Jose Canseco is an utter train wreck, and either despite that or because of it, I can't look away. Stiffs an independent league on his contractual obligations? I'm on it. Pretends to have a reality show even though he doesn't? Gimme more. Demonstrates over the course of a long, in-depth article just how messed up a human being he is? Cancel my meetings, Bev, I've gotta read this thing.
So it's no surprise that when he shows up at USC to give a speech to an empty auditorium and starts saying who he thinks is and isn't on steroids, I'm going to pay attention. Especially when he says stuff like this:
What about Manny Ramirez? someone asks.
Canseco laughs and offers his theory. A-Rod was exposed only when his name was leaked from a list of 104 major leaguers who in a 2003 test showed up positive for steroids. Because the test was anonymous, those names were not supposed to be made public. But in Canseco's mind, baseball's power brokers know who is on it: players he is sure will be seen as toxic if the truth comes out . . . Why didn't Ramirez get a long-term deal? Canseco asks. Why were owners gun-shy about signing arguably the game's best hitter?

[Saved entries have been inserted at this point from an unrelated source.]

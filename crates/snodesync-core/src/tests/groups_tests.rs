use super::{account, harness, our_key, seed_group};
use crate::error::CoreError;
use crate::group_crypto::{unwrap_key_pair, HexKeyPair};
use crate::messaging::{Destination, GroupControlMessage, SnodeNamespace};
use crate::store::{ConversationStore, KeyPairStore, TimelineKind};
use x25519_dalek::{PublicKey, StaticSecret};

const GROUP: u8 = 0xA0;

fn starting_pair() -> HexKeyPair {
    HexKeyPair {
        public_hex: "01".repeat(32),
        private_hex: "02".repeat(32),
    }
}

/// Member whose secret the test holds, so wrapped pairs can be opened.
fn member_with_secret(seed: u8) -> (String, [u8; 32]) {
    let secret = [seed; 32];
    let public = PublicKey::from(&StaticSecret::from(secret));
    (format!("05{}", hex::encode(public.as_bytes())), secret)
}

#[tokio::test]
async fn removing_the_admin_alone_is_refused() {
    let (h, _) = harness().await;
    let group = account(GROUP);
    let admin = account(0xA1);
    seed_group(
        &h.conversations,
        &group,
        vec![admin.clone()],
        vec![admin.clone(), our_key(), account(0xA2)],
    )
    .await;

    let err = h
        .core
        .groups()
        .send_removed_members(&group, &[admin], &[our_key(), account(0xA2)], None)
        .await
        .unwrap_err();
    assert!(matches!(err, CoreError::GroupProtocolViolation(_)));
    assert_eq!(h.queue.attempts().await, 0);
}

#[tokio::test]
async fn removing_ourselves_is_refused() {
    let (h, _) = harness().await;
    let group = account(GROUP);
    seed_group(&h.conversations, &group, vec![our_key()], vec![our_key(), account(0xA2)]).await;

    let err = h
        .core
        .groups()
        .send_removed_members(&group, &[our_key()], &[account(0xA2)], None)
        .await
        .unwrap_err();
    assert!(matches!(err, CoreError::GroupProtocolViolation(_)));
    assert_eq!(h.queue.attempts().await, 0);
}

#[tokio::test]
async fn only_admins_rotate_keys() {
    let (h, _) = harness().await;
    let group = account(GROUP);
    seed_group(
        &h.conversations,
        &group,
        vec![account(0xA1)],
        vec![account(0xA1), our_key()],
    )
    .await;

    h.core
        .groups()
        .rotate_encryption_key_pair(&group, &[our_key()])
        .await
        .expect("no-op");
    assert_eq!(h.crypto.generated(), 0);
    assert_eq!(h.queue.attempts().await, 0);
}

#[tokio::test]
async fn removal_by_admin_rotates_for_the_remaining_members() {
    let (h, _) = harness().await;
    let group = account(GROUP);
    let (bob, bob_secret) = member_with_secret(0x07);
    let carol = account(0xA3);
    seed_group(
        &h.conversations,
        &group,
        vec![our_key()],
        vec![our_key(), bob.clone(), carol.clone()],
    )
    .await;
    h.key_pairs
        .add_key_pair(&group, starting_pair())
        .await
        .expect("seed pair");

    h.core
        .groups()
        .send_removed_members(&group, &[carol.clone()], &[our_key(), bob.clone()], None)
        .await
        .expect("removed");

    let sent = h.queue.sent().await;
    assert_eq!(sent.len(), 2);
    assert!(sent
        .iter()
        .all(|s| s.destination == Destination::Group(group.clone())
            && s.namespace == SnodeNamespace::ClosedGroupMessage));
    assert_eq!(
        sent[0].message.message,
        GroupControlMessage::MembersRemoved {
            members: vec![carol.clone()]
        }
    );
    let GroupControlMessage::EncryptionKeyPair { wrappers, .. } = &sent[1].message.message else {
        panic!("expected a key pair message, got {:?}", sent[1].message.message);
    };
    assert_eq!(wrappers.len(), 2);
    assert!(wrappers.iter().all(|w| w.recipient != carol));

    let latest = h
        .core
        .groups()
        .keyring()
        .latest(&group)
        .await
        .expect("latest")
        .expect("rotated");
    assert_ne!(latest, starting_pair());
    let bob_copy = wrappers
        .iter()
        .find(|w| w.recipient == bob)
        .expect("bob's copy");
    assert_eq!(unwrap_key_pair(bob_secret, bob_copy).expect("unwrap"), latest);
    assert_eq!(h.core.groups().keyring().in_flight(&group).await, None);
}

#[tokio::test]
async fn rejected_rotation_keeps_the_old_pair() {
    let (h, _) = harness().await;
    let group = account(GROUP);
    seed_group(&h.conversations, &group, vec![our_key()], vec![our_key(), account(0xA2)]).await;
    h.key_pairs
        .add_key_pair(&group, starting_pair())
        .await
        .expect("seed pair");
    h.queue.set_fail_all(true).await;

    let err = h
        .core
        .groups()
        .rotate_encryption_key_pair(&group, &[our_key(), account(0xA2)])
        .await
        .unwrap_err();
    assert!(matches!(err, CoreError::Transport(_)));
    let keyring = h.core.groups().keyring();
    assert_eq!(keyring.all(&group).await.expect("all"), vec![starting_pair()]);
    assert_eq!(keyring.in_flight(&group).await, None);
}

#[tokio::test]
async fn wrap_failure_aborts_before_sending() {
    let (h, _) = harness().await;
    let group = account(GROUP);
    seed_group(&h.conversations, &group, vec![our_key()], vec![our_key(), account(0xA2)]).await;
    h.crypto.set_fail_wrap(true);

    let err = h
        .core
        .groups()
        .rotate_encryption_key_pair(&group, &[account(0xA2)])
        .await
        .unwrap_err();
    assert!(matches!(err, CoreError::KeyRotation(_)));
    assert_eq!(h.queue.attempts().await, 0);
    assert_eq!(h.core.groups().keyring().latest(&group).await.expect("latest"), None);
}

#[tokio::test]
async fn local_edit_sends_each_part_of_the_diff() {
    let (h, _) = harness().await;
    let group = account(GROUP);
    let bob = account(0xA2);
    let carol = account(0xA3);
    let dave = account(0xA4);
    seed_group(
        &h.conversations,
        &group,
        vec![our_key()],
        vec![our_key(), bob.clone(), carol.clone()],
    )
    .await;
    h.key_pairs
        .add_key_pair(&group, starting_pair())
        .await
        .expect("seed pair");

    let diff = h
        .core
        .groups()
        .initiate_update(&group, "renamed", vec![our_key(), carol.clone(), dave.clone()])
        .await
        .expect("update");
    assert_eq!(diff.new_name.as_deref(), Some("renamed"));
    assert_eq!(diff.joining_members, Some(vec![dave.clone()]));
    assert_eq!(diff.leaving_members, Some(vec![bob.clone()]));

    let convo = h.conversations.get(&group).await.expect("get").expect("group");
    assert_eq!(convo.display_name.as_deref(), Some("renamed"));
    assert_eq!(convo.members, vec![our_key(), carol.clone(), dave.clone()]);
    assert_eq!(convo.admins, vec![our_key()]);

    let sent = h.queue.sent().await;
    let kinds: Vec<&GroupControlMessage> = sent.iter().map(|s| &s.message.message).collect();
    assert!(matches!(kinds[0], GroupControlMessage::NameChange { name } if name == "renamed"));
    assert!(matches!(kinds[1], GroupControlMessage::MembersAdded { .. }));
    let to_dave = sent
        .iter()
        .find(|s| s.destination == Destination::Pubkey(dave.clone()))
        .expect("new member gets the group");
    let GroupControlMessage::New {
        members, key_pair, ..
    } = &to_dave.message.message
    else {
        panic!("expected group state for the new member");
    };
    assert_eq!(members, &vec![our_key(), carol.clone(), dave.clone()]);
    assert_eq!(key_pair, &starting_pair());
    assert!(kinds
        .iter()
        .any(|m| matches!(m, GroupControlMessage::MembersRemoved { members } if members == &vec![bob.clone()])));
    assert!(matches!(
        kinds.last(),
        Some(GroupControlMessage::EncryptionKeyPair { .. })
    ));

    let updates = h
        .conversations
        .messages(&group)
        .await
        .expect("timeline")
        .into_iter()
        .filter(|m| matches!(m.kind, TimelineKind::GroupUpdate(_)) && m.outgoing)
        .count();
    assert_eq!(updates, 3);
}

#[tokio::test]
async fn adding_members_needs_a_key_pair() {
    let (h, _) = harness().await;
    let group = account(GROUP);
    seed_group(&h.conversations, &group, vec![our_key()], vec![our_key()]).await;

    let err = h
        .core
        .groups()
        .initiate_update(&group, "crew", vec![our_key(), account(0xA4)])
        .await
        .unwrap_err();
    assert_eq!(err, CoreError::NotFound);
    assert!(h.queue.sent().await.is_empty());
}

#[tokio::test]
async fn admin_leaving_dissolves_the_group() {
    let (h, _) = harness().await;
    let group = account(GROUP);
    seed_group(&h.conversations, &group, vec![our_key()], vec![our_key(), account(0xA2)]).await;
    h.key_pairs
        .add_key_pair(&group, starting_pair())
        .await
        .expect("seed pair");
    h.core.subscriptions().add_pubkey(&group).await;

    h.core.groups().leave_group(&group).await.expect("left");

    let sent = h.queue.sent().await;
    assert_eq!(sent.len(), 1);
    assert_eq!(sent[0].message.message, GroupControlMessage::MemberLeft);
    let convo = h.conversations.get(&group).await.expect("get").expect("group");
    assert!(convo.left);
    assert!(convo.members.is_empty() && convo.admins.is_empty());
    assert!(!h.core.subscriptions().is_polled(&group).await);
    assert!(h.key_pairs.key_pairs(&group).await.expect("pairs").is_empty());
}

#[tokio::test]
async fn member_leaving_only_removes_itself() {
    let (h, _) = harness().await;
    let group = account(GROUP);
    let admin = account(0xA1);
    seed_group(
        &h.conversations,
        &group,
        vec![admin.clone()],
        vec![admin.clone(), our_key()],
    )
    .await;

    h.core.groups().leave_group(&group).await.expect("left");

    let convo = h.conversations.get(&group).await.expect("get").expect("group");
    assert_eq!(convo.members, vec![admin.clone()]);
    assert_eq!(convo.admins, vec![admin]);
    assert!(convo.left);
}

#[tokio::test]
async fn unconfirmed_leave_keeps_polling() {
    let (h, _) = harness().await;
    let group = account(GROUP);
    seed_group(&h.conversations, &group, vec![account(0xA1)], vec![our_key()]).await;
    h.core.subscriptions().add_pubkey(&group).await;
    h.queue.set_fail_all(true).await;

    let err = h.core.groups().leave_group(&group).await.unwrap_err();
    assert!(matches!(err, CoreError::Transport(_)));
    assert!(h.core.subscriptions().is_polled(&group).await);
    let convo = h.conversations.get(&group).await.expect("get").expect("group");
    assert!(!convo.left);

    let missing = h.core.groups().leave_group(&account(0xAF)).await.unwrap_err();
    assert_eq!(missing, CoreError::NotFound);
}

#[tokio::test]
async fn local_timer_changes_are_sent() {
    let (h, _) = harness().await;
    let group = account(GROUP);
    seed_group(&h.conversations, &group, vec![our_key()], vec![our_key()]).await;

    let changed = h
        .core
        .groups()
        .update_expire_timer(&group, 300, &our_key(), 50, false)
        .await
        .expect("timer");
    assert!(changed);
    let sent = h.queue.sent().await;
    assert_eq!(
        sent[0].message.message,
        GroupControlMessage::ExpirationTimerUpdate { seconds: 300 }
    );
    assert_eq!(sent[0].message.sent_at, 50);

    let unchanged = h
        .core
        .groups()
        .update_expire_timer(&group, 300, &our_key(), 60, false)
        .await
        .expect("same timer");
    assert!(!unchanged);
    assert_eq!(h.queue.attempts().await, 1);
}

#[tokio::test]
async fn empty_name_change_is_not_sent() {
    let (h, _) = harness().await;
    let group = account(GROUP);
    seed_group(&h.conversations, &group, vec![our_key()], vec![our_key()]).await;

    h.core
        .groups()
        .send_new_name(&group, "", "name-1".to_string())
        .await
        .expect("skipped");
    assert_eq!(h.queue.attempts().await, 0);
}

#[tokio::test]
async fn unconfirmed_removal_does_not_rotate() {
    let (h, _) = harness().await;
    let group = account(GROUP);
    let bob = account(0xA2);
    seed_group(
        &h.conversations,
        &group,
        vec![our_key()],
        vec![our_key(), bob.clone(), account(0xA3)],
    )
    .await;
    h.key_pairs
        .add_key_pair(&group, starting_pair())
        .await
        .expect("seed pair");
    h.queue.set_fail_all(true).await;

    let err = h
        .core
        .groups()
        .send_removed_members(&group, &[account(0xA3)], &[our_key(), bob], None)
        .await
        .unwrap_err();
    assert!(matches!(err, CoreError::Transport(_)));
    assert_eq!(h.queue.attempts().await, 1);
    assert_eq!(h.crypto.generated(), 0);
    let keyring = h.core.groups().keyring();
    assert_eq!(keyring.all(&group).await.expect("all"), vec![starting_pair()]);
    assert_eq!(keyring.in_flight(&group).await, None);
}

#[tokio::test]
async fn refused_edit_leaves_the_group_untouched() {
    let (h, _) = harness().await;
    let group = account(GROUP);
    let admin = account(0xA1);
    let bob = account(0xA2);
    seed_group(
        &h.conversations,
        &group,
        vec![admin.clone()],
        vec![admin.clone(), our_key(), bob.clone()],
    )
    .await;

    let err = h
        .core
        .groups()
        .initiate_update(&group, "renamed", vec![our_key(), bob.clone()])
        .await
        .unwrap_err();
    assert!(matches!(err, CoreError::GroupProtocolViolation(_)));
    assert_eq!(h.queue.attempts().await, 0);
    let convo = h.conversations.get(&group).await.expect("get").expect("group");
    assert_eq!(convo.members, vec![admin, our_key(), bob]);
    assert_eq!(convo.display_name.as_deref(), Some("crew"));
}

Never mind that Ramirez was asking for a mega-deal at age 36. Or that he was negotiating in a sickly economy, while weighed down by the heavy baggage of a surly reputation. Canseco will have none of it. To Canseco, the drawn-out negotiation, the lack of a long-term deal, the lack of interest all raise red flags, and so he tells the Bovard crowd that Ramirez's "name is most likely, 90%," on the list.
And that's the thing about Canseco. He acts outrageously, even pathetically, almost 100% of the time, and just cries out to be mocked.
But then you sit back and remember that almost everyone has either been wrong or has been overly-conservative when it comes to naming names in the great steroid drama. Everyone except Jose Canseco, who has almost always been right.